▶ _WHAT YOU HAVE TO DO_
Could you copy each line of the listing below that has the word "NewReceivedNotification"?

^^^^

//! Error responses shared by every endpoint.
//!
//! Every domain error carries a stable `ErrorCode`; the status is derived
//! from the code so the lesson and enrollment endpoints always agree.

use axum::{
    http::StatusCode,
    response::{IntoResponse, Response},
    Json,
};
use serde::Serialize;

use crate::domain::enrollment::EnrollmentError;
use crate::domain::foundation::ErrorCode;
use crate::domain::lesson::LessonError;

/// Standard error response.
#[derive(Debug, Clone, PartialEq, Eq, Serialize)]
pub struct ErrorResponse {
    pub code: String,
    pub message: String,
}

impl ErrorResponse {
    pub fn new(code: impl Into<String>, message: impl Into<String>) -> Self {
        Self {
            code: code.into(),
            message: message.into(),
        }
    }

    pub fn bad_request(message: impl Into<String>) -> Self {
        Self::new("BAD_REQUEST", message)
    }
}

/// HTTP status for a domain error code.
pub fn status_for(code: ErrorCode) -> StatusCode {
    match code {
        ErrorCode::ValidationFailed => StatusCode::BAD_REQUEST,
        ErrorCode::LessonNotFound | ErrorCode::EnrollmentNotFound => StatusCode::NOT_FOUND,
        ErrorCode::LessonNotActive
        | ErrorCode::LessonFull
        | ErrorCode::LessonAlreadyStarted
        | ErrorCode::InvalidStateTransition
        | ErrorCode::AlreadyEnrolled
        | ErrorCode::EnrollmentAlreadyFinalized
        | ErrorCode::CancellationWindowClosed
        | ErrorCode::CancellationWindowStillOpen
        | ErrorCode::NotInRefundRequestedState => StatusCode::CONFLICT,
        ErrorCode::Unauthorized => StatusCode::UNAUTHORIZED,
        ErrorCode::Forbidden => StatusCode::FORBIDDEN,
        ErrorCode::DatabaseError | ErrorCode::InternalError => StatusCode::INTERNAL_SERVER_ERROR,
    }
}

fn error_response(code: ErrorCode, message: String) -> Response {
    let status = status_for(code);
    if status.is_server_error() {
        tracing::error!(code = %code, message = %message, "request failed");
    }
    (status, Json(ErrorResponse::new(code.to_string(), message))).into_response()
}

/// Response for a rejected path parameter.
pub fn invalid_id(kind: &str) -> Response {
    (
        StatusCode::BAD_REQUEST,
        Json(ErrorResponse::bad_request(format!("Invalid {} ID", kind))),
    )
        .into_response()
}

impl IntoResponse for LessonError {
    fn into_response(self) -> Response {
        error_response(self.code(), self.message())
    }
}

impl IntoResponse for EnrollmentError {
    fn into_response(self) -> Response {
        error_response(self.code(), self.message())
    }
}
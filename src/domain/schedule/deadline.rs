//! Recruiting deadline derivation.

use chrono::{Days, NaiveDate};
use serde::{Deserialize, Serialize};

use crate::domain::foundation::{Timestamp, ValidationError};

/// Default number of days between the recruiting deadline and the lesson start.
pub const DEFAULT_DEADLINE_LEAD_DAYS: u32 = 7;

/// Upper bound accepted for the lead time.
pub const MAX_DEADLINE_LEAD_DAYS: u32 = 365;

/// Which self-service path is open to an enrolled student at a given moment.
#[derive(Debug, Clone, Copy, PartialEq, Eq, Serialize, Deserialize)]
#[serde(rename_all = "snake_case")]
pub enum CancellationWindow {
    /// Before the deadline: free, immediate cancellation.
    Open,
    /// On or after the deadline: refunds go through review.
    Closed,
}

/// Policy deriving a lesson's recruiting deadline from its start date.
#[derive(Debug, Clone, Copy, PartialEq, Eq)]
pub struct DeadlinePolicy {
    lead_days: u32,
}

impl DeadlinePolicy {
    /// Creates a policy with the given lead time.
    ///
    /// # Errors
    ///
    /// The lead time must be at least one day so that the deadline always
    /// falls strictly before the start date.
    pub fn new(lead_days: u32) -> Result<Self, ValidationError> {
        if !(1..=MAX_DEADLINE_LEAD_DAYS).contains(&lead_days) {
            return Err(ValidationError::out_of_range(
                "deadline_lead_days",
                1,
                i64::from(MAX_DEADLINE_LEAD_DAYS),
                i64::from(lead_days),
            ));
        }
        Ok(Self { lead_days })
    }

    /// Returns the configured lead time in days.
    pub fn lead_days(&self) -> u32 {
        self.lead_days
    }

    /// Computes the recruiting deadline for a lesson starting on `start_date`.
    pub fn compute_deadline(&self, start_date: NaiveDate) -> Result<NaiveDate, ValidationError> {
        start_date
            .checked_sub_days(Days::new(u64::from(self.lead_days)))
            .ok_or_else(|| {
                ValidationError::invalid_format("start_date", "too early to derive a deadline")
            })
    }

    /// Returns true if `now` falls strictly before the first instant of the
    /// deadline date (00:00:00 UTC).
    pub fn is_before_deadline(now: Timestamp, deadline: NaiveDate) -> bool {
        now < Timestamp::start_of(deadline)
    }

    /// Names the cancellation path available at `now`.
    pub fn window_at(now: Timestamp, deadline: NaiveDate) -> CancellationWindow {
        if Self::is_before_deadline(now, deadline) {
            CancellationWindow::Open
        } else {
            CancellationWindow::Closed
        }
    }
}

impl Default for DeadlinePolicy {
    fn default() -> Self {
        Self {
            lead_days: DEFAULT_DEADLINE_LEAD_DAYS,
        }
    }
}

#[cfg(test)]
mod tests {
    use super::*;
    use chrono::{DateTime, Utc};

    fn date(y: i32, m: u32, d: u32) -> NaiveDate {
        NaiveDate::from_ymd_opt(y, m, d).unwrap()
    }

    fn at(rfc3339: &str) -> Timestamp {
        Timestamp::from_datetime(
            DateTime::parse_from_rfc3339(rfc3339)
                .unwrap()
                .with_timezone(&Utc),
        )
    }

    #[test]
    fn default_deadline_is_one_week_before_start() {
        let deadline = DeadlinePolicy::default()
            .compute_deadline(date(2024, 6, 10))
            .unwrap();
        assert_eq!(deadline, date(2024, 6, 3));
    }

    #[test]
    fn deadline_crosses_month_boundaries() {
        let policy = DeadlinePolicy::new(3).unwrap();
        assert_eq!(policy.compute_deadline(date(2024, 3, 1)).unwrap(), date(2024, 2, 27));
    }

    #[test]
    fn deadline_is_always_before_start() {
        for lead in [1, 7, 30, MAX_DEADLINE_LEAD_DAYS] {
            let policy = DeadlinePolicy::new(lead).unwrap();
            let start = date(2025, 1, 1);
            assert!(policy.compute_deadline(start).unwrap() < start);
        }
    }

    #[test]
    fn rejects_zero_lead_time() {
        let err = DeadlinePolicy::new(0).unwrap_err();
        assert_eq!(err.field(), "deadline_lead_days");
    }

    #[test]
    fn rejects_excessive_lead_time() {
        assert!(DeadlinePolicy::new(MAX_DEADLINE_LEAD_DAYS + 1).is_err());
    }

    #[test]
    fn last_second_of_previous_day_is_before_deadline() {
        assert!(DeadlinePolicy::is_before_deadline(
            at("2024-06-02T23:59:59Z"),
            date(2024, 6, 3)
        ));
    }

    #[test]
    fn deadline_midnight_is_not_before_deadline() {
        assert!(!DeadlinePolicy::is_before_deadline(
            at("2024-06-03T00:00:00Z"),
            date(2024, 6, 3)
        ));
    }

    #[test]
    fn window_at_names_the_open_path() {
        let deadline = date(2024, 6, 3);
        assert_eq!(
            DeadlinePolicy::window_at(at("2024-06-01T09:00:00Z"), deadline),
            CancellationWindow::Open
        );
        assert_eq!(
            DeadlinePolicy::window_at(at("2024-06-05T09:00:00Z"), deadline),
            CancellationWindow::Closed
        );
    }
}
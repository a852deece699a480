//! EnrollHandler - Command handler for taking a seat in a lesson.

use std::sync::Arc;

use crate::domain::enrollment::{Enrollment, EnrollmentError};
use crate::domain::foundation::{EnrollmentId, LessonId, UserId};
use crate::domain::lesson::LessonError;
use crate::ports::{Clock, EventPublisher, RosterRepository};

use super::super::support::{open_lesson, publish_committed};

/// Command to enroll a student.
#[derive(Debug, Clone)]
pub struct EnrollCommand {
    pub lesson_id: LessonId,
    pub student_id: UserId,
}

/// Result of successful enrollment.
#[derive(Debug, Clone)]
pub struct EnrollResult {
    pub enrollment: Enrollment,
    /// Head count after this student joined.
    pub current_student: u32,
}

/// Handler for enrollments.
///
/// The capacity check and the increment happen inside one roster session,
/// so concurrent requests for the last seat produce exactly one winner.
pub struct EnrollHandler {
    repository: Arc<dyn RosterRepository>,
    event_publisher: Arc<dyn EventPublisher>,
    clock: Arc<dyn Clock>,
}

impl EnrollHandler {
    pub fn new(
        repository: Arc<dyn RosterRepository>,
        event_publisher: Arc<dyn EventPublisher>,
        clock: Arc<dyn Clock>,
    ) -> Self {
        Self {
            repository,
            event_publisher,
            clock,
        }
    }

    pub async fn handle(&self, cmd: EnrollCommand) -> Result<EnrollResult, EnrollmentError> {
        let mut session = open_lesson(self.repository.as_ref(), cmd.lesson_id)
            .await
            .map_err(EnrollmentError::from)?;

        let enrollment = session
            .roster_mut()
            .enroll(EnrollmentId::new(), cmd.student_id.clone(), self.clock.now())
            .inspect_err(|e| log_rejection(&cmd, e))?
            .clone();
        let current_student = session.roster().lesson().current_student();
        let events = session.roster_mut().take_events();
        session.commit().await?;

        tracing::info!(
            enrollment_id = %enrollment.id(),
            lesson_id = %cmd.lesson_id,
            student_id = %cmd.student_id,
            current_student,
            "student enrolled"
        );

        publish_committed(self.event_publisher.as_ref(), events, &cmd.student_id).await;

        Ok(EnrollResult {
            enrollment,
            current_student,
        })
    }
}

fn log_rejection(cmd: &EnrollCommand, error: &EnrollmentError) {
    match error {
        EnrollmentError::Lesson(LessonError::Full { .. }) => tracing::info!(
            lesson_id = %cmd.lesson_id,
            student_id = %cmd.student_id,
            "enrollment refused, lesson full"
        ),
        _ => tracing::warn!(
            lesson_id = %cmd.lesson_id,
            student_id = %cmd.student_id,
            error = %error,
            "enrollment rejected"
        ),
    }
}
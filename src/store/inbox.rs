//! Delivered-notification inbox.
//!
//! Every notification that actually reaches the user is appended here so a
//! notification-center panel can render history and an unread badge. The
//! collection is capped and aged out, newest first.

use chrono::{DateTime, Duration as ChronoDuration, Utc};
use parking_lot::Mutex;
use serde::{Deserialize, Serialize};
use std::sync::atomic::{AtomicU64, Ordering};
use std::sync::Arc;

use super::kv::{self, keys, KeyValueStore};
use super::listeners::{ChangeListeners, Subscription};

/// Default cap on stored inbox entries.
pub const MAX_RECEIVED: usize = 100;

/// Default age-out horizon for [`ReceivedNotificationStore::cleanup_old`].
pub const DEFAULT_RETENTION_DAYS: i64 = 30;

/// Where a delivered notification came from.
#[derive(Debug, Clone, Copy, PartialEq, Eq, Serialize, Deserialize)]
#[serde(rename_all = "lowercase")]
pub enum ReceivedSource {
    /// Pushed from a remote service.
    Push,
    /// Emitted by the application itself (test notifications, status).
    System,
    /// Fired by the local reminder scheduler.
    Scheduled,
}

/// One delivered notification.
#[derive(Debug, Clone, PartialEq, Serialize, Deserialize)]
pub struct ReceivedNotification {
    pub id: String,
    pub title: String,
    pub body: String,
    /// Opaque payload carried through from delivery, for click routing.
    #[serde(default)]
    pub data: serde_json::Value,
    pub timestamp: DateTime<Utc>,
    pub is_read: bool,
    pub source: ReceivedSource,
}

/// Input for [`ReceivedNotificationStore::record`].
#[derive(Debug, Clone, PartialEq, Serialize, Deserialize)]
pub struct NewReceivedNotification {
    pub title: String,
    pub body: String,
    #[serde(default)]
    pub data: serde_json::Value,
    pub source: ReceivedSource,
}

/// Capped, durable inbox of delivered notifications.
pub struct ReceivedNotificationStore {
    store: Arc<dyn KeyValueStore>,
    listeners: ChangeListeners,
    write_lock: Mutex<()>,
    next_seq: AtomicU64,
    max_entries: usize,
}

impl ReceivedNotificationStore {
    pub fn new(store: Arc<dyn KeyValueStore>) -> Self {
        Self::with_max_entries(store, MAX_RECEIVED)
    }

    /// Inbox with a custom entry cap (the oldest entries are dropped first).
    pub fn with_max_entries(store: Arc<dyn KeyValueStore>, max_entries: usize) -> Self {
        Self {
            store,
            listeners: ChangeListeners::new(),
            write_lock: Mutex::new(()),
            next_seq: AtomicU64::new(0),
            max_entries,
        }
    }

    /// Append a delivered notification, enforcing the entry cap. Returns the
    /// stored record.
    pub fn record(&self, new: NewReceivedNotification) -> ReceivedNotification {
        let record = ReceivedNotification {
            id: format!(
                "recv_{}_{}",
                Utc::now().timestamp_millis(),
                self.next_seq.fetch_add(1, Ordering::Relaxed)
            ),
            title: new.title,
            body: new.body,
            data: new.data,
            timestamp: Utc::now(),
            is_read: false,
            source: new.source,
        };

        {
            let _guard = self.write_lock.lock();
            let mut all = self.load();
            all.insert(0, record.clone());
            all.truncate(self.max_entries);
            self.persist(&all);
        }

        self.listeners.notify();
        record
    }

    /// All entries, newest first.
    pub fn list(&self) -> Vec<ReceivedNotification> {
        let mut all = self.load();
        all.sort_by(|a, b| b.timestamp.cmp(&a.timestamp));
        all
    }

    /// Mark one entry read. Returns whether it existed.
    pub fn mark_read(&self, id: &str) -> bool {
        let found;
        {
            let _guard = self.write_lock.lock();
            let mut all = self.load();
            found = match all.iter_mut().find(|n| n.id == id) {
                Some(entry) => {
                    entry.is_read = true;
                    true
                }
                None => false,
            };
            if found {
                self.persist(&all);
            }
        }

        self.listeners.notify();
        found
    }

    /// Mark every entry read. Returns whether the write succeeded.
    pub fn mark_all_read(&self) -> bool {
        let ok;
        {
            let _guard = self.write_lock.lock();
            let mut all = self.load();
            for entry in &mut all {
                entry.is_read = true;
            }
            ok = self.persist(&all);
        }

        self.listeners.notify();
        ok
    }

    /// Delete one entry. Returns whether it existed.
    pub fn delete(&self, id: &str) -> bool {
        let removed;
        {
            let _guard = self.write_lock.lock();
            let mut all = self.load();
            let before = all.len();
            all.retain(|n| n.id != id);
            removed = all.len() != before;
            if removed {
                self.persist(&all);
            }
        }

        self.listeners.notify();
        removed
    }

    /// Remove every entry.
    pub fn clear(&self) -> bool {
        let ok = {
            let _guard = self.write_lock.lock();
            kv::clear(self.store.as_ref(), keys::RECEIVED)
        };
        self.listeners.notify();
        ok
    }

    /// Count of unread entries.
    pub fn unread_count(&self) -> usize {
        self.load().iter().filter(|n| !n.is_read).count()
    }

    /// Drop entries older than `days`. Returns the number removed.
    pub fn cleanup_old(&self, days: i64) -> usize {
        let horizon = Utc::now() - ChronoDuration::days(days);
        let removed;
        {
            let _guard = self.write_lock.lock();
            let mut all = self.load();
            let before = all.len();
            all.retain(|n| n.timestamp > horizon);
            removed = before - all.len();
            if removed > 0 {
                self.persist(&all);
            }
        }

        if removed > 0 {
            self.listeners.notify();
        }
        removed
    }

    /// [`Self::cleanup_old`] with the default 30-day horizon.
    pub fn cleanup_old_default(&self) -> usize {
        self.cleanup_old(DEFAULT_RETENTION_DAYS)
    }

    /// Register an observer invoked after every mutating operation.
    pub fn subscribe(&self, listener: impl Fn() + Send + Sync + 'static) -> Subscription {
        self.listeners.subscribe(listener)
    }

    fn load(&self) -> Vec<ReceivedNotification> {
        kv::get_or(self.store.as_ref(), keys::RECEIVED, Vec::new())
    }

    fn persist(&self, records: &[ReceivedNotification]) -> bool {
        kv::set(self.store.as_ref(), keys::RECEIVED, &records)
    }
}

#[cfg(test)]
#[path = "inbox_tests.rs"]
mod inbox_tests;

^^^^

▶ _TASK OUTPUT_
pub struct NewReceivedNotification {
    pub fn record(&self, new: NewReceivedNotification) -> ReceivedNotification {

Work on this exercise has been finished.